#### [REQUIRED WORK]
Would you work out how many lines below include the word "WorkerId"? Only that number is wanted.

Records drawn from a dataset
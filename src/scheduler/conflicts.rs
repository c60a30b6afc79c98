use super::index::RosterIndex;
use super::{Conflict, ConflictKind};
use crate::calendar::TargetMonth;
use crate::model::{Assignment, AvailabilityEntry, AvailabilityKind, WorkerId};
use chrono::{Datelike, NaiveDate};
use std::collections::{BTreeMap, BTreeSet};

/// Vérifie les invariants d'un ensemble d'affectations du mois.
pub(super) fn detect_conflicts(
    index: &RosterIndex<'_>,
    month: TargetMonth,
    assignments: &[Assignment],
    availability: &[AvailabilityEntry],
) -> Vec<Conflict> {
    let mut out = Vec::new();

    let blocked: BTreeSet<(NaiveDate, &WorkerId)> = availability
        .iter()
        .filter(|e| e.kind == AvailabilityKind::Blocked && month.contains(e.date))
        .map(|e| (e.date, &e.worker))
        .collect();

    let mut seen: BTreeSet<(NaiveDate, &WorkerId)> = BTreeSet::new();
    let mut counts: BTreeMap<&WorkerId, u32> = BTreeMap::new();

    for a in assignments.iter().filter(|a| month.contains(a.date)) {
        let conflict = |kind| Conflict {
            worker: a.worker.clone(),
            date: Some(a.date),
            kind,
        };

        let Some(worker) = index.get(&a.worker) else {
            out.push(conflict(ConflictKind::UnknownWorker));
            continue;
        };
        if !seen.insert(a.key()) {
            out.push(conflict(ConflictKind::DoubleBooking));
            continue;
        }
        *counts.entry(&a.worker).or_insert(0) += 1;

        if worker.is_day_off(a.date.weekday()) {
            out.push(conflict(ConflictKind::FixedDayOff));
        }
        if blocked.contains(&a.key()) {
            out.push(conflict(ConflictKind::Blocked));
        }
    }

    for (id, count) in counts {
        let cap = index.get(id).map_or(0, |w| w.monthly_cap);
        if count > cap {
            out.push(Conflict {
                worker: id.clone(),
                date: None,
                kind: ConflictKind::CapacityExceeded,
            });
        }
    }

    out
}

#### [TASK ANSWER]
4